- Work task:
Scan the records below. Copy every line in which the word "exporter" appears.

Records from a dataset
::::

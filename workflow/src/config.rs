//! Configuration for the workflow service.
//!
//! Loads configuration from environment variables with sensible defaults.

use crate::audit::HmacAuditSigner;
use crate::events::EVENT_TOPIC;
use benefits_runtime::retry::RetryPolicy;
use serde::{Deserialize, Serialize};
use std::net::{IpAddr, SocketAddr};
use std::str::FromStr;
use std::time::Duration;
use thiserror::Error;

/// Development signing key used when `AUDIT_SIGNING_KEY` is not set.
const DEV_SIGNING_KEY: &str = "dev-audit-signing-key-change-me";

/// Configuration rejected by [`WorkflowConfig::validate`].
#[derive(Error, Debug, Clone, PartialEq, Eq)]
pub enum ConfigError {
    /// A numeric setting is out of range
    #[error("invalid value for {field}: {reason}")]
    Invalid {
        /// Setting name
        field: &'static str,
        /// What is wrong with it
        reason: String,
    },
}

/// Application configuration.
#[derive(Debug, Clone, Serialize, Deserialize)]
pub struct WorkflowConfig {
    /// Audit signing
    pub audit: AuditConfig,
    /// Event publishing
    pub events: EventsConfig,
    /// Logging and metrics
    pub observability: ObservabilityConfig,
}

/// Audit signing configuration
#[derive(Clone, Serialize, Deserialize)]
pub struct AuditConfig {
    /// HMAC-SHA256 key; empty disables signing
    pub signing_key: String,
    /// Identifier stored with each signature
    pub key_id: String,
}

impl std::fmt::Debug for AuditConfig {
    fn fmt(&self, f: &mut std::fmt::Formatter<'_>) -> std::fmt::Result {
        f.debug_struct("AuditConfig")
            .field("signing_key", &"<redacted>")
            .field("key_id", &self.key_id)
            .finish()
    }
}

/// Event publishing configuration
#[derive(Debug, Clone, Serialize, Deserialize)]
pub struct EventsConfig {
    /// Topic for request events
    pub topic: String,
    /// Retries before an event is dead-lettered
    pub max_retries: u32,
    /// Initial backoff in milliseconds
    pub initial_delay_ms: u64,
    /// Backoff cap in milliseconds
    pub max_delay_ms: u64,
    /// Dead-letter queue capacity
    pub dlq_max_size: usize,
}

/// Logging and metrics configuration
#[derive(Debug, Clone, Serialize, Deserialize)]
pub struct ObservabilityConfig {
    /// Log filter (trace, debug, info, warn, error)
    pub log_level: String,
    /// Start the Prometheus exporter
    pub metrics_enabled: bool,
    /// Metrics server host (for Prometheus scraping)
    pub metrics_host: String,
    /// Metrics server port
    pub metrics_port: u16,
}

impl Default for WorkflowConfig {
    fn default() -> Self {
        Self::from_lookup(|_| None)
    }
}

impl WorkflowConfig {
    /// Load configuration from environment variables.
    #[must_use]
    pub fn from_env() -> Self {
        Self::from_lookup(|key| std::env::var(key).ok())
    }

    /// Load configuration from an arbitrary key lookup.
    ///
    /// Missing or unparsable values fall back to defaults.
    #[must_use]
    pub fn from_lookup(lookup: impl Fn(&str) -> Option<String>) -> Self {
        let lookup = &lookup;
        Self {
            audit: AuditConfig {
                signing_key: lookup("AUDIT_SIGNING_KEY").unwrap_or_else(|| DEV_SIGNING_KEY.to_string()),
                key_id: lookup("AUDIT_KEY_ID").unwrap_or_else(|| "audit-key-1".to_string()),
            },
            events: EventsConfig {
                topic: lookup("EVENT_TOPIC").unwrap_or_else(|| EVENT_TOPIC.to_string()),
                max_retries: parsed(lookup, "EVENT_PUBLISH_MAX_RETRIES").unwrap_or(5),
                initial_delay_ms: parsed(lookup, "EVENT_PUBLISH_INITIAL_DELAY_MS").unwrap_or(100),
                max_delay_ms: parsed(lookup, "EVENT_PUBLISH_MAX_DELAY_MS").unwrap_or(10_000),
                dlq_max_size: parsed(lookup, "EVENT_DLQ_MAX_SIZE").unwrap_or(1000),
            },
            observability: ObservabilityConfig {
                log_level: lookup("RUST_LOG").unwrap_or_else(|| "info".to_string()),
                metrics_enabled: parsed(lookup, "METRICS_ENABLED").unwrap_or(false),
                metrics_host: lookup("METRICS_HOST").unwrap_or_else(|| "0.0.0.0".to_string()),
                metrics_port: parsed(lookup, "METRICS_PORT").unwrap_or(9090),
            },
        }
    }

    /// Reject settings the relay cannot work with.
    ///
    /// # Errors
    ///
    /// [`ConfigError::Invalid`] for a zero retry budget, zero or inverted
    /// backoff bounds, a zero dead-letter capacity or an unparsable metrics host.
    pub fn validate(&self) -> Result<(), ConfigError> {
        let events = &self.events;
        if events.max_retries == 0 {
            return Err(invalid("EVENT_PUBLISH_MAX_RETRIES", "must be at least 1"));
        }
        if events.initial_delay_ms == 0 {
            return Err(invalid("EVENT_PUBLISH_INITIAL_DELAY_MS", "must be positive"));
        }
        if events.max_delay_ms < events.initial_delay_ms {
            return Err(invalid(
                "EVENT_PUBLISH_MAX_DELAY_MS",
                format!(
                    "{} is below the initial delay of {}",
                    events.max_delay_ms, events.initial_delay_ms
                ),
            ));
        }
        if events.dlq_max_size == 0 {
            return Err(invalid("EVENT_DLQ_MAX_SIZE", "must be at least 1"));
        }
        if self.observability.metrics_enabled {
            self.metrics_addr()?;
        }
        Ok(())
    }

    /// Backoff policy for event publishing.
    #[must_use]
    pub fn retry_policy(&self) -> RetryPolicy {
        RetryPolicy::builder()
            .max_retries(self.events.max_retries)
            .initial_delay(Duration::from_millis(self.events.initial_delay_ms))
            .max_delay(Duration::from_millis(self.events.max_delay_ms))
            .build()
    }

    /// Audit signer for the configured key. An empty key yields a signer
    /// that always fails, so entries fall back to content hashes.
    #[must_use]
    pub fn signer(&self) -> HmacAuditSigner {
        if self.audit.signing_key.is_empty() {
            tracing::warn!(target: "audit", "AUDIT_SIGNING_KEY is empty; audit entries will be unsigned");
        }
        HmacAuditSigner::new(self.audit.key_id.clone(), self.audit.signing_key.as_bytes())
    }

    /// Address of the Prometheus exporter.
    ///
    /// # Errors
    ///
    /// [`ConfigError::Invalid`] if the host is not an IP address.
    pub fn metrics_addr(&self) -> Result<SocketAddr, ConfigError> {
        let host: IpAddr = self
            .observability
            .metrics_host
            .parse()
            .map_err(|e| invalid("METRICS_HOST", format!("{e}")))?;
        Ok(SocketAddr::new(host, self.observability.metrics_port))
    }
}

fn parsed<T: FromStr>(lookup: &impl Fn(&str) -> Option<String>, key: &str) -> Option<T> {
    lookup(key).and_then(|value| value.trim().parse().ok())
}

fn invalid(field: &'static str, reason: impl Into<String>) -> ConfigError {
    ConfigError::Invalid {
        field,
        reason: reason.into(),
    }
}
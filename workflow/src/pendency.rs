//! Pendency items raised during analysis.
//!
//! A `pend` decision opens a new analysis cycle and raises one item per
//! description. Items are resolved one at a time (`Open -> Resolved`, terminal)
//! and the request may only be resubmitted once every item of the current
//! cycle is resolved. Items from earlier cycles stay on the request as history.

use crate::types::{PendencyId, UserId};
use chrono::{DateTime, Utc};
use serde::{Deserialize, Serialize};
use thiserror::Error;

/// Errors from pendency bookkeeping.
#[derive(Error, Debug, Clone, PartialEq, Eq)]
pub enum PendencyError {
    /// No pendency with that id on the request
    #[error("pendency {0} not found")]
    NotFound(PendencyId),

    /// The pendency was already resolved
    #[error("pendency {0} is already resolved")]
    AlreadyResolved(PendencyId),
}

/// How and by whom a pendency was resolved.
#[derive(Clone, Debug, PartialEq, Eq, Serialize, Deserialize)]
pub struct PendencyResolution {
    /// Resolving user
    pub resolved_by: UserId,
    /// Resolution time
    pub resolved_at: DateTime<Utc>,
    /// What was done
    pub note: String,
}

/// One outstanding issue raised by a reviewer.
#[derive(Clone, Debug, PartialEq, Eq, Serialize, Deserialize)]
pub struct Pendency {
    /// Identity
    pub id: PendencyId,
    /// Analysis cycle the item was raised in
    pub cycle: u32,
    /// What must be fixed
    pub description: String,
    /// Reviewer that raised it
    pub raised_by: UserId,
    /// When it was raised
    pub raised_at: DateTime<Utc>,
    /// Set once resolved
    pub resolution: Option<PendencyResolution>,
}

impl Pendency {
    /// True while unresolved.
    #[must_use]
    pub const fn is_open(&self) -> bool {
        self.resolution.is_none()
    }
}

/// All pendencies of a request plus the current cycle counter.
#[derive(Clone, Debug, Default, PartialEq, Eq, Serialize, Deserialize)]
pub struct Pendencies {
    items: Vec<Pendency>,
    cycle: u32,
}

impl Pendencies {
    /// Current analysis cycle; `0` until the first `pend`.
    #[must_use]
    pub const fn cycle(&self) -> u32 {
        self.cycle
    }

    /// Every item ever raised, in order.
    #[must_use]
    pub fn items(&self) -> &[Pendency] {
        &self.items
    }

    /// Look up an item.
    #[must_use]
    pub fn get(&self, id: PendencyId) -> Option<&Pendency> {
        self.items.iter().find(|item| item.id == id)
    }

    /// Start a new cycle and raise one item per description.
    ///
    /// Returns the raised items.
    pub fn raise_cycle<I, S>(&mut self, descriptions: I, raised_by: UserId, raised_at: DateTime<Utc>) -> &[Pendency]
    where
        I: IntoIterator<Item = S>,
        S: Into<String>,
    {
        self.cycle += 1;
        let first = self.items.len();
        let cycle = self.cycle;
        self.items.extend(descriptions.into_iter().map(|description| Pendency {
            id: PendencyId::new(),
            cycle,
            description: description.into(),
            raised_by,
            raised_at,
            resolution: None,
        }));
        &self.items[first..]
    }

    /// Mark an item resolved.
    ///
    /// # Errors
    ///
    /// [`PendencyError::NotFound`] for unknown ids and
    /// [`PendencyError::AlreadyResolved`] for items already closed.
    pub fn resolve(
        &mut self,
        id: PendencyId,
        resolved_by: UserId,
        resolved_at: DateTime<Utc>,
        note: impl Into<String>,
    ) -> Result<&Pendency, PendencyError> {
        let item = self
            .items
            .iter_mut()
            .find(|item| item.id == id)
            .ok_or(PendencyError::NotFound(id))?;
        if !item.is_open() {
            return Err(PendencyError::AlreadyResolved(id));
        }
        item.resolution = Some(PendencyResolution {
            resolved_by,
            resolved_at,
            note: note.into(),
        });
        Ok(item)
    }

    /// Unresolved items of the current cycle.
    pub fn open_in_current_cycle(&self) -> impl Iterator<Item = &Pendency> {
        let cycle = self.cycle;
        self.items
            .iter()
            .filter(move |item| item.cycle == cycle && item.is_open())
    }

    /// True when nothing of the current cycle is left open.
    #[must_use]
    pub fn all_resolved_for_current_cycle(&self) -> bool {
        self.open_in_current_cycle().next().is_none()
    }
}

::::

- Exercise result:
    /// Start the Prometheus exporter
    /// Address of the Prometheus exporter.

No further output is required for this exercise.